▼

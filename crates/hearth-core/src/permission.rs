//! Permission levels and the resolver contract.

use std::fmt;
use std::str::FromStr;

use serde::{Deserialize, Serialize};

use crate::source::SourceKind;

/// The fixed, ordered set of permission levels.
#[derive(
    Debug, Clone, Copy, PartialEq, Eq, PartialOrd, Ord, Hash, Default, Serialize, Deserialize,
)]
#[serde(rename_all = "lowercase", try_from = "LevelRepr")]
pub enum PermissionLevel {
    Guest = 0,
    #[default]
    User = 1,
    Helper = 2,
    Admin = 3,
    Owner = 4,
}

impl PermissionLevel {
    pub const ALL: [PermissionLevel; 5] = [
        PermissionLevel::Guest,
        PermissionLevel::User,
        PermissionLevel::Helper,
        PermissionLevel::Admin,
        PermissionLevel::Owner,
    ];

    pub fn value(self) -> u8 {
        self as u8
    }

    pub fn from_value(value: u8) -> Option<Self> {
        Self::ALL.get(usize::from(value)).copied()
    }

    pub fn name(self) -> &'static str {
        match self {
            PermissionLevel::Guest => "guest",
            PermissionLevel::User => "user",
            PermissionLevel::Helper => "helper",
            PermissionLevel::Admin => "admin",
            PermissionLevel::Owner => "owner",
        }
    }
}

impl fmt::Display for PermissionLevel {
    fn fmt(&self, f: &mut fmt::Formatter<'_>) -> fmt::Result {
        f.write_str(self.name())
    }
}

/// Error returned for an unknown level name or value.
#[derive(Debug, Clone, PartialEq, Eq, thiserror::Error)]
#[error("invalid permission level '{0}', expected guest, user, helper, admin, owner or 0-4")]
pub struct InvalidPermissionLevel(pub String);

impl FromStr for PermissionLevel {
    type Err = InvalidPermissionLevel;

    /// Accepts a level name (case-insensitive) or its numeric value.
    fn from_str(s: &str) -> Result<Self, Self::Err> {
        let s = s.trim();
        if let Ok(value) = s.parse::<u8>() {
            return Self::from_value(value).ok_or_else(|| InvalidPermissionLevel(s.to_string()));
        }
        Self::ALL
            .into_iter()
            .find(|level| level.name().eq_ignore_ascii_case(s))
            .ok_or_else(|| InvalidPermissionLevel(s.to_string()))
    }
}

#[derive(Deserialize)]
#[serde(untagged)]
enum LevelRepr {
    Value(u8),
    Name(String),
}

impl TryFrom<LevelRepr> for PermissionLevel {
    type Error = InvalidPermissionLevel;

    fn try_from(repr: LevelRepr) -> Result<Self, Self::Error> {
        match repr {
            LevelRepr::Value(v) => {
                Self::from_value(v).ok_or_else(|| InvalidPermissionLevel(v.to_string()))
            }
            LevelRepr::Name(name) => name.parse(),
        }
    }
}

/// Maps command sources to permission levels.
///
/// Consulted once per invocation, when the [`CommandSource`](crate::CommandSource)
/// is created; implementations must not block.
pub trait PermissionResolver: Send + Sync {
    /// Level of the given invoker.
    fn level_of(&self, source: &SourceKind) -> PermissionLevel;

    /// Assigns a level to a player.
    fn set_level(&self, player: &str, level: PermissionLevel);

    /// Level of a player by name.
    fn player_level(&self, player: &str) -> PermissionLevel {
        self.level_of(&SourceKind::Player(player.to_string()))
    }
}

#[cfg(test)]
mod tests {
    use super::*;

    #[test]
    fn test_levels_are_ordered() {
        assert!(PermissionLevel::Guest < PermissionLevel::User);
        assert!(PermissionLevel::Admin < PermissionLevel::Owner);
        assert_eq!(PermissionLevel::Helper.value(), 2);
        assert_eq!(PermissionLevel::from_value(4), Some(PermissionLevel::Owner));
        assert_eq!(PermissionLevel::from_value(5), None);
    }

    #[test]
    fn test_parse_names_and_values() {
        assert_eq!("ADMIN".parse::<PermissionLevel>().unwrap(), PermissionLevel::Admin);
        assert_eq!("0".parse::<PermissionLevel>().unwrap(), PermissionLevel::Guest);
        assert!("root".parse::<PermissionLevel>().is_err());
        assert!("9".parse::<PermissionLevel>().is_err());
    }
}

▲

- _WHAT YOU HAVE TO DO_
Please return all lines above in which the string "SourceKind" is found.

- _ANSWER AREA_
use crate::source::SourceKind;
    fn level_of(&self, source: &SourceKind) -> PermissionLevel;
        self.level_of(&SourceKind::Player(player.to_string()))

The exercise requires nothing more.